Come si costruisce una scuola davvero ampia e aperta? E perché per imparare bene bisogna prima sentirsi accolti, ascoltati e valorizzati? Sono alcune delle domande al centro dell’incontro con il pedagogista Dario Ianes che si è svolto a Cingoli, tra momenti di formazione per insegnanti e un confronto aperto alla cittadinanza.
L’iniziativa, molto partecipata, si è tenuta nella Sala Verdi del Comune di Cingoli ed è stata promossa dall’associazione Help S.O.S. Salute e Famiglia, dal Comune, dall’Istituto Alberghiero “G. Varnelli” e dall’Università di Camerino.
«La scuola deve essere un acceleratore di desiderio»
Durante la giornata, il professor Ianes — tra i maggiori esperti italiani di inclusione scolastica e cofondatore del Centro Studi Erickson — ha parlato dell’importanza di costruire una scuola capace di far crescere non solo le competenze, ma anche il benessere delle persone.
Nel seminario dedicato ai docenti dell’Ipseoa “Varnelli”, dal titolo “Star bene quando si apprende”, il pedagogista ha spiegato che gli studenti imparano meglio quando sentono che ciò che studiano riguarda davvero la loro vita e il loro futuro.

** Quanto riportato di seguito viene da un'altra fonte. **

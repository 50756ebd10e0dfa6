// Cache entry wrapper.
// Pairs a cached value with its write time and answers the TTL validity check.

use std::time::Duration;

use chrono::{DateTime, Utc};
use serde::{Deserialize, Serialize};

/// Wrapper for cached data with the instant it was written.
#[derive(Debug, Clone, Serialize, Deserialize)]
pub struct CacheEntry<T> {
    /// The cached value.
    pub data: T,
    /// When the value was written.
    pub cached_at: DateTime<Utc>,
}

impl<T> CacheEntry<T> {
    /// Create an entry stamped with the current time.
    pub fn new(data: T) -> Self {
        Self {
            data,
            cached_at: Utc::now(),
        }
    }

    /// Age of this entry. An entry stamped in the future reads as maximally
    /// old so a skewed clock forces a refetch rather than pinning stale data.
    pub fn age(&self) -> Duration {
        Utc::now()
            .signed_duration_since(self.cached_at)
            .to_std()
            .unwrap_or(Duration::MAX)
    }

    /// An entry is valid iff strictly younger than the TTL. An entry whose
    /// age equals the TTL exactly is already expired. `None` is unlimited.
    pub fn is_valid(&self, ttl: Option<Duration>) -> bool {
        match ttl {
            Some(ttl) => self.age() < ttl,
            None => true,
        }
    }

    /// Check if this entry has outlived the TTL.
    pub fn is_expired(&self, ttl: Option<Duration>) -> bool {
        !self.is_valid(ttl)
    }
}
// Copyright (c) 2025 Jonathan Fontanez
// SPDX-License-Identifier: BUSL-1.1

//! Typed opaque handles for OS and GPU objects.
//!
//! Nothing in the core dereferences these. Each one stands in for a pointer or
//! object name that belongs to a collaborator (camera subsystem, EGL, GLES, the
//! rendering engine). Ownership is recorded on the type:
//!
//! | Handle | Allocated by | Released by |
//! |---|---|---|
//! | [`GlContextHandle`] | [`GraphicsApi`](crate::GraphicsApi) | [`SharedGraphicsContext`](crate::SharedGraphicsContext) drop |
//! | [`NativeTextureId`], [`FramebufferId`], [`ProgramId`] | [`GlesDevice`](crate::GlesDevice) | compositor drop |
//! | [`ExternalImageHandle`] | core (capture mode) or caller (override mode) | whoever allocated it |
//! | [`EngineTextureHandle`] | rendering engine | never released here |
//! | capture handles | [`CameraPlatform`](crate::CameraPlatform) | `CaptureSession` drop |

use std::fmt;

macro_rules! opaque_handle {
    ($(#[$meta:meta])* $name:ident($repr:ty)) => {
        $(#[$meta])*
        #[derive(Debug, Clone, Copy, PartialEq, Eq, Hash, PartialOrd, Ord)]
        pub struct $name($repr);

        impl $name {
            /// Wrap a raw platform value.
            pub const fn from_raw(raw: $repr) -> Self {
                Self(raw)
            }

            /// The raw platform value.
            pub const fn as_raw(self) -> $repr {
                self.0
            }
        }

        impl fmt::Display for $name {
            fn fmt(&self, f: &mut fmt::Formatter<'_>) -> fmt::Result {
                write!(f, "{}({:#x})", stringify!($name), self.0)
            }
        }
    };
}

// GPU side

opaque_handle!(
    /// An EGL context (`EGLContext`).
    GlContextHandle(usize)
);

opaque_handle!(
    /// A GL texture object name.
    NativeTextureId(u32)
);

opaque_handle!(
    /// A GL framebuffer object name.
    FramebufferId(u32)
);

opaque_handle!(
    /// A linked GL program object name.
    ProgramId(u32)
);

opaque_handle!(
    /// The external camera image as seen by the sampler: a
    /// `GL_TEXTURE_EXTERNAL_OES` texture name.
    ExternalImageHandle(u32)
);

opaque_handle!(
    /// A texture handle owned by the rendering engine. Only its backing store
    /// is ever swapped; its identity never changes.
    EngineTextureHandle(u64)
);

impl ExternalImageHandle {
    /// GL's reserved "no texture" name. Sampling it yields black.
    pub const NONE: Self = Self(0);
}

impl From<NativeTextureId> for ExternalImageHandle {
    fn from(texture: NativeTextureId) -> Self {
        Self(texture.as_raw())
    }
}

// Capture side

opaque_handle!(
    /// `ACameraManager*`
    CameraManagerHandle(usize)
);

opaque_handle!(
    /// `ACameraDevice*`
    CameraDeviceHandle(usize)
);

opaque_handle!(
    /// `ACaptureRequest*`
    CaptureRequestHandle(usize)
);

opaque_handle!(
    /// `ACaptureSessionOutput*`
    SessionOutputHandle(usize)
);

opaque_handle!(
    /// `ACaptureSessionOutputContainer*`
    OutputContainerHandle(usize)
);

opaque_handle!(
    /// `ACameraOutputTarget*`
    OutputTargetHandle(usize)
);

opaque_handle!(
    /// `ACameraCaptureSession*`
    CaptureSessionHandle(usize)
);

opaque_handle!(
    /// The OS buffer queue feeding the external image (`AImageReader*`).
    ImageSurfaceHandle(usize)
);

opaque_handle!(
    /// `ANativeWindow*` producer end of an image surface.
    NativeWindowHandle(usize)
);

/// Platform camera identifier as reported by the camera id list.
#[derive(Debug, Clone, PartialEq, Eq, Hash)]
pub struct CameraId(String);

impl CameraId {
    pub fn new(id: impl Into<String>) -> Self {
        Self(id.into())
    }

    pub fn as_str(&self) -> &str {
        &self.0
    }
}

impl fmt::Display for CameraId {
    fn fmt(&self, f: &mut fmt::Formatter<'_>) -> fmt::Result {
        f.write_str(&self.0)
    }
}

impl From<&str> for CameraId {
    fn from(id: &str) -> Self {
        Self::new(id)
    }
}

«La scuola dovrebbe essere un acceleratore di desiderio» ha sottolineato, invitando gli insegnanti a valorizzare le differenze e a creare ambienti dove ogni ragazzo e ragazza possa sentirsi riconosciuto.
Secondo Ianes, infatti, il benessere emotivo è fondamentale per apprendere: ansia, paura di sbagliare o senso di esclusione possono rendere più difficile studiare e partecipare.
Inclusione significa non lasciare indietro nessuno
Uno dei temi centrali dell’incontro è stato quello dell’inclusione scolastica. Il professore ha ricordato una famosa frase di Lorenzo Milani: «Non c’è peggior ingiustizia che fare parti uguali tra diseguali».
Questo significa che ogni persona ha bisogni diversi e che la scuola deve trovare modi differenti per aiutare tutti a imparare.

Durante il confronto pubblico serale, moderato da Daniela Zepponi, si è parlato anche del ruolo delle famiglie e dell’importanza di una collaborazione tra scuola, genitori e territorio.
«Per accompagnare davvero i ragazzi nella crescita serve una comunità capace di collaborare, ascoltare e condividere responsabilità educative» è stato uno dei messaggi emersi nel corso della serata.
Una scuola che guarda al futuro
L’incontro faceva parte anche del progetto “Il Borgo di Circe”, finanziato dalla Regione Marche, che punta a creare nuovi strumenti educativi e culturali per affrontare le sfide della scuola di oggi.
Per l’Istituto Alberghiero “Varnelli”, investire nella formazione degli insegnanti significa costruire una scuola più attenta alle emozioni, alle relazioni e al benessere degli studenti.
Perché imparare non vuol dire soltanto studiare: significa anche sentirsi parte di una comunità in cui ognuno può trovare il proprio posto.